== Problem description ==
Only the lines from the top of the data through the one with "pub struct NetworkRecord" are to be written out, each exactly as it stands.

== Study material ==
'''

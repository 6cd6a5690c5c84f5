//! Persisted network metadata.

use chrono::{DateTime, Utc};
use serde::{Deserialize, Serialize};
use std::collections::BTreeMap;
use std::fmt;

use crate::NetworkId;

/// Route table role for the table serving the public subnet.
pub const PUBLIC_ROUTE_TABLE: &str = "public";

/// Reachability class of a subnet.
#[derive(Debug, Clone, Copy, Serialize, Deserialize, PartialEq, Eq, Hash)]
#[serde(rename_all = "lowercase")]
pub enum SubnetKind {
    /// Routed to the internet gateway.
    Public,
    /// No route to the internet gateway.
    Private,
}

impl SubnetKind {
    /// Lowercase label used in tags and on the wire.
    pub fn as_str(self) -> &'static str {
        match self {
            SubnetKind::Public => "public",
            SubnetKind::Private => "private",
        }
    }
}

impl fmt::Display for SubnetKind {
    fn fmt(&self, f: &mut fmt::Formatter<'_>) -> fmt::Result {
        f.write_str(self.as_str())
    }
}

/// Lifecycle state of a stored network record.
#[derive(Debug, Clone, Copy, Serialize, Deserialize, PartialEq, Eq, Hash)]
#[serde(rename_all = "lowercase")]
pub enum NetworkStatus {
    /// Every resource of the creation plan exists.
    Available,
    /// Teardown started and has not yet completed.
    Deleting,
    /// Teardown completed.
    Deleted,
}

impl fmt::Display for NetworkStatus {
    fn fmt(&self, f: &mut fmt::Formatter<'_>) -> fmt::Result {
        let label = match self {
            NetworkStatus::Available => "available",
            NetworkStatus::Deleting => "deleting",
            NetworkStatus::Deleted => "deleted",
        };
        f.write_str(label)
    }
}

/// One subnet created for a network.
#[derive(Debug, Clone, Serialize, Deserialize, PartialEq, Eq)]
pub struct SubnetRecord {
    pub subnet_id: String,
    pub cidr_block: String,
    pub availability_zone: String,
    #[serde(rename = "type")]
    pub kind: SubnetKind,
}

/// Metadata describing one provisioned network and everything created with it.
#[derive(Debug, Clone, Serialize, Deserialize, PartialEq, Eq)]
pub struct NetworkRecord {
    /// Provider-assigned network id; primary key of the metadata table.
    pub vpc_id: NetworkId,
    /// User-supplied label.
    pub name: String,
    /// Address range of the network.
    pub cidr_block: String,
    /// Region the network lives in.
    pub region: String,
    /// Public subnet first, then private.
    pub subnets: Vec<SubnetRecord>,
    /// Attached internet gateway.
    #[serde(default)]
    pub internet_gateway_id: Option<String>,
    /// Route table ids keyed by role.
    #[serde(default)]
    pub route_tables: BTreeMap<String, String>,
    pub status: NetworkStatus,
    pub created_at: DateTime<Utc>,
    #[serde(default, skip_serializing_if = "Option::is_none")]
    pub deleted_at: Option<DateTime<Utc>>,
    /// Marker of the system that created the record.
    pub created_by: String,
}

impl NetworkRecord {
    /// Subnet of the given kind, if present.
    pub fn subnet(&self, kind: SubnetKind) -> Option<&SubnetRecord> {
        self.subnets.iter().find(|subnet| subnet.kind == kind)
    }

    /// Route table serving the public subnet.
    pub fn public_route_table(&self) -> Option<&str> {
        self.route_tables
            .get(PUBLIC_ROUTE_TABLE)
            .map(String::as_str)
    }

    /// Whether the record is visible as a usable network.
    pub fn is_available(&self) -> bool {
        self.status == NetworkStatus::Available
    }
}

/// Outcome of a completed teardown.
#[derive(Debug, Clone, Serialize, Deserialize, PartialEq, Eq)]
pub struct DeletionResult {
    pub vpc_id: NetworkId,
    pub status: NetworkStatus,
    pub deleted_at: DateTime<Utc>,
    /// Set when the provider no longer knew the network.
    #[serde(default, skip_serializing_if = "Option::is_none")]
    pub note: Option<String>,
}

/// Key/value tag applied to provider resources.
#[derive(Debug, Clone, Serialize, Deserialize, PartialEq, Eq)]
pub struct Tag {
    pub key: String,
    pub value: String,
}

impl Tag {
    pub fn new(key: impl Into<String>, value: impl Into<String>) -> Self {
        Self {
            key: key.into(),
            value: value.into(),
        }
    }
}

#[cfg(test)]
mod tests {
    use super::*;
    use chrono::TimeZone;
    use pretty_assertions::assert_eq;
    use serde_json::json;

    fn sample_record() -> NetworkRecord {
        NetworkRecord {
            vpc_id: "vpc-0a1b2c3d4e5f60718".to_string(),
            name: "test-vpc-1".to_string(),
            cidr_block: "10.0.0.0/16".to_string(),
            region: "us-east-2".to_string(),
            subnets: vec![
                SubnetRecord {
                    subnet_id: "subnet-01".to_string(),
                    cidr_block: "10.0.1.0/24".to_string(),
                    availability_zone: "us-east-2a".to_string(),
                    kind: SubnetKind::Public,
                },
                SubnetRecord {
                    subnet_id: "subnet-02".to_string(),
                    cidr_block: "10.0.2.0/24".to_string(),
                    availability_zone: "us-east-2a".to_string(),
                    kind: SubnetKind::Private,
                },
            ],
            internet_gateway_id: Some("igw-01".to_string()),
            route_tables: BTreeMap::from([(PUBLIC_ROUTE_TABLE.to_string(), "rtb-01".to_string())]),
            status: NetworkStatus::Available,
            created_at: Utc.with_ymd_and_hms(2024, 5, 1, 12, 0, 0).unwrap(),
            deleted_at: None,
            created_by: "vpc-api".to_string(),
        }
    }

    #[test]
    fn record_uses_api_field_names() {
        let value = serde_json::to_value(sample_record()).expect("serialize");
        assert_eq!(value["vpc_id"], json!("vpc-0a1b2c3d4e5f60718"));
        assert_eq!(value["subnets"][0]["type"], json!("public"));
        assert_eq!(value["subnets"][1]["subnet_id"], json!("subnet-02"));
        assert_eq!(value["route_tables"]["public"], json!("rtb-01"));
        assert_eq!(value["status"], json!("available"));
        assert!(value.get("deleted_at").is_none());
    }

    #[test]
    fn record_lookups() {
        let record = sample_record();
        assert_eq!(
            record.subnet(SubnetKind::Private).map(|s| s.cidr_block.as_str()),
            Some("10.0.2.0/24")
        );
        assert_eq!(record.public_route_table(), Some("rtb-01"));
        assert!(record.is_available());
    }
}
//! Wire types for VPC records, HTTP envelopes, and request bodies.

mod api;
mod record;

pub use api::{ApiError, ApiResponse, CreateNetworkRequest, ErrorCode, NetworkList};
pub use record::{
    DeletionResult, NetworkRecord, NetworkStatus, PUBLIC_ROUTE_TABLE, SubnetKind, SubnetRecord,
    Tag,
};

/// Provider-assigned identifier of a network (VPC).
pub type NetworkId = String;
//! Environment variable overrides.

use log::debug;
use serde_json::{Map, Value, json};

/// Variables recognised as overrides, mapped to their config path.
const ENV_OVERRIDES: &[(&str, &[&str])] = &[
    ("VPCFORGE_BIND", &["server", "bind"]),
    ("VPCFORGE_API_KEY", &["server", "api_key"]),
    ("VPC_TABLE_NAME", &["store", "table_name"]),
    ("VPCFORGE_STORE_PATH", &["store", "path"]),
    ("AWS_REGION", &["provider", "region"]),
];

/// Build a JSON overlay from recognised environment variables.
///
/// Empty values are ignored so an exported-but-blank variable does not wipe a
/// file setting.
pub(super) fn env_overlay<I>(vars: I) -> Value
where
    I: IntoIterator<Item = (String, String)>,
{
    let mut root = Map::new();
    for (name, value) in vars {
        let Some((_, path)) = ENV_OVERRIDES.iter().find(|(key, _)| *key == name) else {
            continue;
        };
        if value.trim().is_empty() {
            continue;
        }
        debug!("env override (var={name})");
        insert_path(&mut root, path, json!(value));
    }
    Value::Object(root)
}

fn insert_path(root: &mut Map<String, Value>, path: &[&str], value: Value) {
    let Some((last, parents)) = path.split_last() else {
        return;
    };
    let mut cursor = root;
    for segment in parents {
        let entry = cursor
            .entry(segment.to_string())
            .or_insert_with(|| Value::Object(Map::new()));
        if !entry.is_object() {
            *entry = Value::Object(Map::new());
        }
        let Value::Object(next) = entry else {
            return;
        };
        cursor = next;
    }
    cursor.insert(last.to_string(), value);
}

#[cfg(test)]
mod tests {
    use super::env_overlay;
    use pretty_assertions::assert_eq;
    use serde_json::json;

    #[test]
    fn maps_known_variables_and_skips_others() {
        let overlay = env_overlay(vec![
            ("AWS_REGION".to_string(), "eu-west-1".to_string()),
            ("VPC_TABLE_NAME".to_string(), "vpc-metadata-test".to_string()),
            ("HOME".to_string(), "/root".to_string()),
            ("VPCFORGE_API_KEY".to_string(), "  ".to_string()),
        ]);
        assert_eq!(
            overlay,
            json!({
                "provider": { "region": "eu-west-1" },
                "store": { "table_name": "vpc-metadata-test" }
            })
        );
    }
}
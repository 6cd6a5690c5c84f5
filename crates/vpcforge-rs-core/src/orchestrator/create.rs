//! Creation plan.

use chrono::Utc;
use log::{error, info, warn};
use std::collections::BTreeMap;
use vpcforge_rs_protocol::{
    NetworkRecord, NetworkStatus, PUBLIC_ROUTE_TABLE, SubnetKind, SubnetRecord,
};
use vpcforge_rs_provider::{DEFAULT_ROUTE_DESTINATION, ProviderError, VpcAttribute};
use vpcforge_rs_store::StoreError;

use super::Orchestrator;
use super::saga::{Compensation, CompensationLog};
use super::steps::CreationStep;
use crate::error::OrchestratorError;
use crate::planning::SubnetPlan;
use crate::tags::ResourceTags;
use crate::validation::{validate_cidr_block, validate_name};

/// Why a creation step failed.
enum StepCause {
    Provider(ProviderError),
    Store(StoreError),
}

/// Failure of one creation step before rollback.
struct StepFailure {
    step: CreationStep,
    resource: Option<String>,
    cause: StepCause,
}

impl StepFailure {
    fn provider(step: CreationStep, resource: Option<&str>, err: ProviderError) -> Self {
        Self {
            step,
            resource: resource.map(str::to_string),
            cause: StepCause::Provider(err),
        }
    }

    fn into_error(self) -> OrchestratorError {
        match self.cause {
            StepCause::Provider(source) => OrchestratorError::Provider {
                step: self.step.into(),
                resource: self.resource,
                source,
            },
            StepCause::Store(err) => OrchestratorError::Store(err),
        }
    }
}

impl Orchestrator {
    /// Run the creation plan for `name` over `cidr_block`.
    ///
    /// Steps run strictly in order. The record is persisted once, after every
    /// provider call succeeded; on any failure the resources created so far are
    /// removed newest first and no record is written.
    pub async fn create_network(
        &self,
        name: &str,
        cidr_block: &str,
        request_id: Option<&str>,
    ) -> Result<NetworkRecord, OrchestratorError> {
        validate_name(name)?;
        validate_cidr_block(cidr_block)?;
        let plan = SubnetPlan::for_block(cidr_block)?;

        info!(
            "creating network (name={name}, cidr={cidr_block}, request_id={})",
            request_id.unwrap_or("-")
        );
        let mut compensations = CompensationLog::new();
        match self
            .run_creation(name, cidr_block, &plan, request_id, &mut compensations)
            .await
        {
            Ok(record) => {
                info!(
                    "network created (vpc_id={}, name={}, region={})",
                    record.vpc_id, record.name, record.region
                );
                Ok(record)
            }
            Err(failure) => Err(self.roll_back(failure, compensations).await),
        }
    }

    async fn run_creation(
        &self,
        name: &str,
        cidr_block: &str,
        plan: &SubnetPlan,
        request_id: Option<&str>,
        compensations: &mut CompensationLog,
    ) -> Result<NetworkRecord, StepFailure> {
        let provider = self.provider.as_ref();

        // 1. network
        let vpc_id = provider
            .create_vpc(cidr_block)
            .await
            .map_err(|err| StepFailure::provider(CreationStep::CreateVpc, None, err))?;
        compensations.record(Compensation::DeleteVpc(vpc_id.clone()));
        info!("vpc created (vpc_id={vpc_id}, cidr={cidr_block})");

        if self.config.enable_dns {
            for attribute in [VpcAttribute::EnableDnsSupport, VpcAttribute::EnableDnsHostnames] {
                provider
                    .modify_vpc_attribute(&vpc_id, attribute, true)
                    .await
                    .map_err(|err| {
                        StepFailure::provider(CreationStep::EnableDns, Some(&vpc_id), err)
                    })?;
            }
        }

        // 2. zone
        let zone = provider
            .available_zones()
            .await
            .map_err(|err| {
                StepFailure::provider(CreationStep::SelectAvailabilityZone, Some(&vpc_id), err)
            })?
            .into_iter()
            .next()
            .ok_or_else(|| {
                StepFailure::provider(
                    CreationStep::SelectAvailabilityZone,
                    Some(&vpc_id),
                    ProviderError::Unavailable(format!(
                        "no availability zones reported in {}",
                        provider.region()
                    )),
                )
            })?;

        // 3. public subnet
        let public_block = plan.public.to_string();
        let public_subnet_id = provider
            .create_subnet(&vpc_id, &public_block, &zone)
            .await
            .map_err(|err| {
                StepFailure::provider(CreationStep::CreatePublicSubnet, Some(&vpc_id), err)
            })?;
        compensations.record(Compensation::DeleteSubnet(public_subnet_id.clone()));
        provider
            .set_map_public_ip_on_launch(&public_subnet_id, true)
            .await
            .map_err(|err| {
                StepFailure::provider(
                    CreationStep::EnablePublicIpMapping,
                    Some(&public_subnet_id),
                    err,
                )
            })?;
        info!("public subnet created (vpc_id={vpc_id}, subnet_id={public_subnet_id}, cidr={public_block}, zone={zone})");

        // 4. private subnet
        let private_block = plan.private.to_string();
        let private_subnet_id = provider
            .create_subnet(&vpc_id, &private_block, &zone)
            .await
            .map_err(|err| {
                StepFailure::provider(CreationStep::CreatePrivateSubnet, Some(&vpc_id), err)
            })?;
        compensations.record(Compensation::DeleteSubnet(private_subnet_id.clone()));
        info!("private subnet created (vpc_id={vpc_id}, subnet_id={private_subnet_id}, cidr={private_block}, zone={zone})");

        // 5. gateway
        let gateway_id = provider.create_internet_gateway().await.map_err(|err| {
            StepFailure::provider(CreationStep::CreateInternetGateway, Some(&vpc_id), err)
        })?;
        compensations.record(Compensation::DeleteInternetGateway(gateway_id.clone()));
        provider
            .attach_internet_gateway(&gateway_id, &vpc_id)
            .await
            .map_err(|err| {
                StepFailure::provider(CreationStep::AttachInternetGateway, Some(&gateway_id), err)
            })?;
        compensations.record(Compensation::DetachInternetGateway {
            gateway_id: gateway_id.clone(),
            vpc_id: vpc_id.clone(),
        });
        info!("internet gateway attached (vpc_id={vpc_id}, gateway_id={gateway_id})");

        // 6. public routing
        let route_table_id = provider.create_route_table(&vpc_id).await.map_err(|err| {
            StepFailure::provider(CreationStep::CreateRouteTable, Some(&vpc_id), err)
        })?;
        compensations.record(Compensation::DeleteRouteTable(route_table_id.clone()));
        provider
            .create_route(&route_table_id, DEFAULT_ROUTE_DESTINATION, &gateway_id)
            .await
            .map_err(|err| {
                StepFailure::provider(CreationStep::CreateDefaultRoute, Some(&route_table_id), err)
            })?;
        let association_id = provider
            .associate_route_table(&route_table_id, &public_subnet_id)
            .await
            .map_err(|err| {
                StepFailure::provider(CreationStep::AssociateRouteTable, Some(&route_table_id), err)
            })?;
        compensations.record(Compensation::DisassociateRouteTable(association_id));
        info!("public route table configured (vpc_id={vpc_id}, route_table_id={route_table_id})");

        // 7. tags
        let created_at = Utc::now();
        let tags = ResourceTags {
            name,
            managed_by: &self.config.managed_by,
            created_at,
            request_id,
        };
        let tagged = [
            (&vpc_id, tags.for_resource(None, "vpc")),
            (
                &public_subnet_id,
                tags.for_resource(Some("public-subnet"), SubnetKind::Public.as_str()),
            ),
            (
                &private_subnet_id,
                tags.for_resource(Some("private-subnet"), SubnetKind::Private.as_str()),
            ),
            (&gateway_id, tags.for_resource(Some("igw"), "internet-gateway")),
            (&route_table_id, tags.for_resource(Some("public-rt"), "route-table")),
        ];
        for (resource_id, resource_tags) in &tagged {
            provider
                .create_tags(std::slice::from_ref(*resource_id), resource_tags)
                .await
                .map_err(|err| {
                    StepFailure::provider(CreationStep::TagResources, Some(resource_id.as_str()), err)
                })?;
        }

        // 8. persist
        let record = NetworkRecord {
            vpc_id: vpc_id.clone(),
            name: name.to_string(),
            cidr_block: cidr_block.to_string(),
            region: provider.region().to_string(),
            subnets: vec![
                SubnetRecord {
                    subnet_id: public_subnet_id,
                    cidr_block: public_block,
                    availability_zone: zone.clone(),
                    kind: SubnetKind::Public,
                },
                SubnetRecord {
                    subnet_id: private_subnet_id,
                    cidr_block: private_block,
                    availability_zone: zone,
                    kind: SubnetKind::Private,
                },
            ],
            internet_gateway_id: Some(gateway_id),
            route_tables: BTreeMap::from([(PUBLIC_ROUTE_TABLE.to_string(), route_table_id)]),
            status: NetworkStatus::Available,
            created_at,
            deleted_at: None,
            created_by: self.config.managed_by.clone(),
        };
        self.store
            .put(record.clone())
            .await
            .map_err(|err| StepFailure {
                step: CreationStep::PersistRecord,
                resource: Some(vpc_id),
                cause: StepCause::Store(err),
            })?;
        Ok(record)
    }

    /// Unwind the compensation log and build the error reported to the caller.
    async fn roll_back(
        &self,
        failure: StepFailure,
        compensations: CompensationLog,
    ) -> OrchestratorError {
        warn!(
            "network creation failed, rolling back (step={}, resource={})",
            failure.step,
            failure.resource.as_deref().unwrap_or("-")
        );
        let failed = compensations.unwind(self.provider.as_ref()).await;
        let err = failure.into_error();
        if failed.is_empty() {
            info!("rollback complete (err={err})");
            return err;
        }
        let leaked = failed
            .iter()
            .map(|f| f.resource_id.as_str())
            .collect::<Vec<_>>()
            .join(",");
        error!("rollback incomplete, manual cleanup required (resources={leaked}, err={err})");
        OrchestratorError::PartialCleanup {
            source: Box::new(err),
            failed,
        }
    }
}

'''

== Answer space ==
repository 6cd6a5690c5c84f5
//! Persisted network metadata.

use chrono::{DateTime, Utc};
use serde::{Deserialize, Serialize};
use std::collections::BTreeMap;
use std::fmt;

use crate::NetworkId;

/// Route table role for the table serving the public subnet.
pub const PUBLIC_ROUTE_TABLE: &str = "public";

/// Reachability class of a subnet.
#[derive(Debug, Clone, Copy, Serialize, Deserialize, PartialEq, Eq, Hash)]
#[serde(rename_all = "lowercase")]
pub enum SubnetKind {
    /// Routed to the internet gateway.
    Public,
    /// No route to the internet gateway.
    Private,
}

impl SubnetKind {
    /// Lowercase label used in tags and on the wire.
    pub fn as_str(self) -> &'static str {
        match self {
            SubnetKind::Public => "public",
            SubnetKind::Private => "private",
        }
    }
}

impl fmt::Display for SubnetKind {
    fn fmt(&self, f: &mut fmt::Formatter<'_>) -> fmt::Result {
        f.write_str(self.as_str())
    }
}

/// Lifecycle state of a stored network record.
#[derive(Debug, Clone, Copy, Serialize, Deserialize, PartialEq, Eq, Hash)]
#[serde(rename_all = "lowercase")]
pub enum NetworkStatus {
    /// Every resource of the creation plan exists.
    Available,
    /// Teardown started and has not yet completed.
    Deleting,
    /// Teardown completed.
    Deleted,
}

impl fmt::Display for NetworkStatus {
    fn fmt(&self, f: &mut fmt::Formatter<'_>) -> fmt::Result {
        let label = match self {
            NetworkStatus::Available => "available",
            NetworkStatus::Deleting => "deleting",
            NetworkStatus::Deleted => "deleted",
        };
        f.write_str(label)
    }
}

/// One subnet created for a network.
#[derive(Debug, Clone, Serialize, Deserialize, PartialEq, Eq)]
pub struct SubnetRecord {
    pub subnet_id: String,
    pub cidr_block: String,
    pub availability_zone: String,
    #[serde(rename = "type")]
    pub kind: SubnetKind,
}

/// Metadata describing one provisioned network and everything created with it.
#[derive(Debug, Clone, Serialize, Deserialize, PartialEq, Eq)]
pub struct NetworkRecord {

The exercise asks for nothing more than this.